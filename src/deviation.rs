//! Deviation List reader (spec.md §4.10).
//!
//! A Deviation List is a CMS `SignedData` like a Master List, signed by a
//! trusted CSCA, whose eContent enumerates known defects on specific
//! certificates — used to downgrade an otherwise-failing finding to a
//! tolerated one.

use cms::signed_data::SignedData;
use der::{asn1::ObjectIdentifier as Oid, asn1::OctetString, Decode, Encode};

use crate::{
    asn1::{
        deviation_list::IssuerAndSerial, public_key_info::SubjectPublicKeyInfo, ContentInfo,
        ContentType, DeviationListContent, SignatureAlgorithmIdentifier,
    },
    cms_support,
    crypto::signature::verify_signature,
    error::PkdError,
    x509::Certificate,
};

/// A Deviation List, implemented as a `ContentInfo` wrapping `SignedData`
/// (RFC 5652), same as a Master List.
pub type DeviationListCms = ContentInfo<SignedData>;

/// Which part of a document a defect describes, per the OID prefix under
/// `2.23.136.1.1.7`.
#[derive(Clone, Copy, Debug, Eq, PartialEq)]
pub enum DeviationCategory {
    CertOrKey,
    Lds,
    Mrz,
    Chip,
    Other,
}

impl DeviationCategory {
    fn from_oid(oid: &Oid) -> Self {
        const PREFIX: &str = "2.23.136.1.1.7";
        let s = oid.to_string();
        let Some(rest) = s.strip_prefix(PREFIX).and_then(|r| r.strip_prefix('.')) else {
            return Self::Other;
        };
        match rest.split('.').next() {
            Some("1") => Self::CertOrKey,
            Some("2") => Self::Lds,
            Some("3") => Self::Mrz,
            Some("4") => Self::Chip,
            _ => Self::Other,
        }
    }
}

/// One known, tolerated defect against a specific certificate.
#[derive(Clone, Debug)]
pub struct DeviationHit {
    pub target_issuer: String,
    pub target_serial: Vec<u8>,
    pub defect_oid: Oid,
    pub category: DeviationCategory,
    pub description: Option<String>,
}

/// A parsed, signature-checked Deviation List.
pub struct DeviationList {
    pub hits: Vec<DeviationHit>,
}

impl DeviationList {
    /// Parse and verify the signature of a Deviation List against `signer`,
    /// a certificate already known to chain to a trusted CSCA.
    pub fn parse_and_verify(der: &[u8], signer: &Certificate) -> Result<Self, PkdError> {
        let content_info = DeviationListCms::from_der(der)
            .map_err(|e| PkdError::CmsMalformed(format!("Deviation List decode failed: {e}")))?;
        let signed_data = &content_info.0;

        if signed_data.signer_infos.0.len() != 1 {
            return Err(PkdError::CmsMalformed(
                "Deviation List must carry exactly one SignerInfo".into(),
            ));
        }
        let signer_info = signed_data
            .signer_infos
            .0
            .as_slice()
            .first()
            .expect("length checked above");

        let econ = &signed_data.encap_content_info;
        if econ.econtent_type != DeviationListContent::CONTENT_TYPE {
            return Err(PkdError::CmsMalformed(format!(
                "unexpected Deviation List eContentType {}",
                econ.econtent_type
            )));
        }
        let econtent = econ
            .econtent
            .as_ref()
            .ok_or_else(|| PkdError::CmsMalformed("Deviation List eContent missing".into()))?
            .decode_as::<OctetString>()?
            .as_bytes()
            .to_vec();

        let digest_alg = crate::asn1::DigestAlgorithmIdentifier::from_der(&signer_info.digest_alg.to_der()?)
            .map_err(|_| PkdError::UnsupportedAlgorithm(signer_info.digest_alg.oid))?;
        let econtent_hash = digest_alg.hash_bytes(&econtent);
        cms_support::check_signed_attrs(signer_info, econ.econtent_type, &econtent_hash)?;

        let signing_input = cms_support::signing_input(signer_info, &econtent)?;
        let sig_alg = SignatureAlgorithmIdentifier::try_from(&signer_info.signature_algorithm)
            .map_err(|_| PkdError::UnsupportedAlgorithm(signer_info.signature_algorithm.oid))?;
        let signer_pubkey = SubjectPublicKeyInfo::try_from(&signer.spki)
            .map_err(|_| PkdError::CertMalformed("signer SPKI malformed".into()))?;
        verify_signature(
            &signer_pubkey,
            &sig_alg,
            &signing_input,
            signer_info
                .signature
                .as_bytes()
                .ok_or_else(|| PkdError::CmsMalformed("signature is not octet-aligned".into()))?,
        )
        .map_err(|_| PkdError::SigInvalid)?;

        let content = DeviationListContent::from_der(&econtent)
            .map_err(|e| PkdError::CmsMalformed(format!("Deviation List content malformed: {e}")))?;

        let hits = content
            .entries
            .iter()
            .flat_map(|entry| {
                let target = &entry.target_cert;
                entry.defects.iter().map(move |defect| DeviationHit {
                    target_issuer: render_issuer(target),
                    target_serial: target.serial_number.as_bytes().to_vec(),
                    defect_oid: defect.oid,
                    category: DeviationCategory::from_oid(&defect.oid),
                    description: defect.description.as_ref().map(|d| d.as_str().to_owned()),
                })
            })
            .collect();

        Ok(Self { hits })
    }

    /// Hits whose target matches `issuer` (already canonicalised by the
    /// caller) and `serial`.
    pub fn for_target(&self, issuer: &str, serial: &[u8]) -> Vec<&DeviationHit> {
        self.hits
            .iter()
            .filter(|hit| hit.target_issuer == issuer && hit.target_serial == serial)
            .collect()
    }
}

fn render_issuer(target: &IssuerAndSerial) -> String {
    crate::x509::CanonicalName::from_name(&target.issuer)
        .as_str()
        .to_owned()
}

#[cfg(test)]
mod tests {
    use super::*;

    #[test]
    fn categorises_by_oid_prefix() {
        assert_eq!(
            DeviationCategory::from_oid(&Oid::new_unwrap("2.23.136.1.1.7.1.1")),
            DeviationCategory::CertOrKey
        );
        assert_eq!(
            DeviationCategory::from_oid(&Oid::new_unwrap("2.23.136.1.1.7.3.2")),
            DeviationCategory::Mrz
        );
        assert_eq!(DeviationCategory::from_oid(&Oid::new_unwrap("1.2.3.4")), DeviationCategory::Other);
    }
}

- [ACTION ITEM]
Write the whole of the data out again exactly as it stands.

- [SOLUTION BELOW]
filename src/deviation.rs
//! Deviation List reader (spec.md §4.10).
//!
//! A Deviation List is a CMS `SignedData` like a Master List, signed by a
//! trusted CSCA, whose eContent enumerates known defects on specific
//! certificates — used to downgrade an otherwise-failing finding to a
//! tolerated one.

use cms::signed_data::SignedData;
use der::{asn1::ObjectIdentifier as Oid, asn1::OctetString, Decode, Encode};

use crate::{
    asn1::{
        deviation_list::IssuerAndSerial, public_key_info::SubjectPublicKeyInfo, ContentInfo,
        ContentType, DeviationListContent, SignatureAlgorithmIdentifier,
    },
    cms_support,
    crypto::signature::verify_signature,
    error::PkdError,
    x509::Certificate,
};

/// A Deviation List, implemented as a `ContentInfo` wrapping `SignedData`
/// (RFC 5652), same as a Master List.
pub type DeviationListCms = ContentInfo<SignedData>;

/// Which part of a document a defect describes, per the OID prefix under
/// `2.23.136.1.1.7`.
#[derive(Clone, Copy, Debug, Eq, PartialEq)]
pub enum DeviationCategory {
    CertOrKey,
    Lds,
    Mrz,
    Chip,
    Other,
}

impl DeviationCategory {
    fn from_oid(oid: &Oid) -> Self {
        const PREFIX: &str = "2.23.136.1.1.7";
        let s = oid.to_string();
        let Some(rest) = s.strip_prefix(PREFIX).and_then(|r| r.strip_prefix('.')) else {
            return Self::Other;
        };
        match rest.split('.').next() {
            Some("1") => Self::CertOrKey,
            Some("2") => Self::Lds,
            Some("3") => Self::Mrz,
            Some("4") => Self::Chip,
            _ => Self::Other,
        }
    }
}

/// One known, tolerated defect against a specific certificate.
#[derive(Clone, Debug)]
pub struct DeviationHit {
    pub target_issuer: String,
    pub target_serial: Vec<u8>,
    pub defect_oid: Oid,
    pub category: DeviationCategory,
    pub description: Option<String>,
}

/// A parsed, signature-checked Deviation List.
pub struct DeviationList {
    pub hits: Vec<DeviationHit>,
}

impl DeviationList {
    /// Parse and verify the signature of a Deviation List against `signer`,
    /// a certificate already known to chain to a trusted CSCA.
    pub fn parse_and_verify(der: &[u8], signer: &Certificate) -> Result<Self, PkdError> {
        let content_info = DeviationListCms::from_der(der)
            .map_err(|e| PkdError::CmsMalformed(format!("Deviation List decode failed: {e}")))?;
        let signed_data = &content_info.0;

        if signed_data.signer_infos.0.len() != 1 {
            return Err(PkdError::CmsMalformed(
                "Deviation List must carry exactly one SignerInfo".into(),
            ));
        }
        let signer_info = signed_data
            .signer_infos
            .0
            .as_slice()
            .first()
            .expect("length checked above");

        let econ = &signed_data.encap_content_info;
        if econ.econtent_type != DeviationListContent::CONTENT_TYPE {
            return Err(PkdError::CmsMalformed(format!(
                "unexpected Deviation List eContentType {}",
                econ.econtent_type
            )));
        }
        let econtent = econ
            .econtent
            .as_ref()
            .ok_or_else(|| PkdError::CmsMalformed("Deviation List eContent missing".into()))?
            .decode_as::<OctetString>()?
            .as_bytes()
            .to_vec();

        let digest_alg = crate::asn1::DigestAlgorithmIdentifier::from_der(&signer_info.digest_alg.to_der()?)
            .map_err(|_| PkdError::UnsupportedAlgorithm(signer_info.digest_alg.oid))?;
        let econtent_hash = digest_alg.hash_bytes(&econtent);
        cms_support::check_signed_attrs(signer_info, econ.econtent_type, &econtent_hash)?;

        let signing_input = cms_support::signing_input(signer_info, &econtent)?;
        let sig_alg = SignatureAlgorithmIdentifier::try_from(&signer_info.signature_algorithm)
            .map_err(|_| PkdError::UnsupportedAlgorithm(signer_info.signature_algorithm.oid))?;
        let signer_pubkey = SubjectPublicKeyInfo::try_from(&signer.spki)
            .map_err(|_| PkdError::CertMalformed("signer SPKI malformed".into()))?;
        verify_signature(
            &signer_pubkey,
            &sig_alg,
            &signing_input,
            signer_info
                .signature
                .as_bytes()
                .ok_or_else(|| PkdError::CmsMalformed("signature is not octet-aligned".into()))?,
        )
        .map_err(|_| PkdError::SigInvalid)?;

        let content = DeviationListContent::from_der(&econtent)
            .map_err(|e| PkdError::CmsMalformed(format!("Deviation List content malformed: {e}")))?;

        let hits = content
            .entries
            .iter()
            .flat_map(|entry| {
                let target = &entry.target_cert;
                entry.defects.iter().map(move |defect| DeviationHit {
                    target_issuer: render_issuer(target),
                    target_serial: target.serial_number.as_bytes().to_vec(),
                    defect_oid: defect.oid,
                    category: DeviationCategory::from_oid(&defect.oid),
                    description: defect.description.as_ref().map(|d| d.as_str().to_owned()),
                })
            })
            .collect();

        Ok(Self { hits })
    }

    /// Hits whose target matches `issuer` (already canonicalised by the
    /// caller) and `serial`.
    pub fn for_target(&self, issuer: &str, serial: &[u8]) -> Vec<&DeviationHit> {
        self.hits
            .iter()
            .filter(|hit| hit.target_issuer == issuer && hit.target_serial == serial)
            .collect()
    }
}

fn render_issuer(target: &IssuerAndSerial) -> String {
    crate::x509::CanonicalName::from_name(&target.issuer)
        .as_str()
        .to_owned()
}

#[cfg(test)]
mod tests {
    use super::*;

    #[test]
    fn categorises_by_oid_prefix() {
        assert_eq!(
            DeviationCategory::from_oid(&Oid::new_unwrap("2.23.136.1.1.7.1.1")),
            DeviationCategory::CertOrKey
        );
        assert_eq!(
            DeviationCategory::from_oid(&Oid::new_unwrap("2.23.136.1.1.7.3.2")),
            DeviationCategory::Mrz
        );
        assert_eq!(DeviationCategory::from_oid(&Oid::new_unwrap("1.2.3.4")), DeviationCategory::Other);
    }
}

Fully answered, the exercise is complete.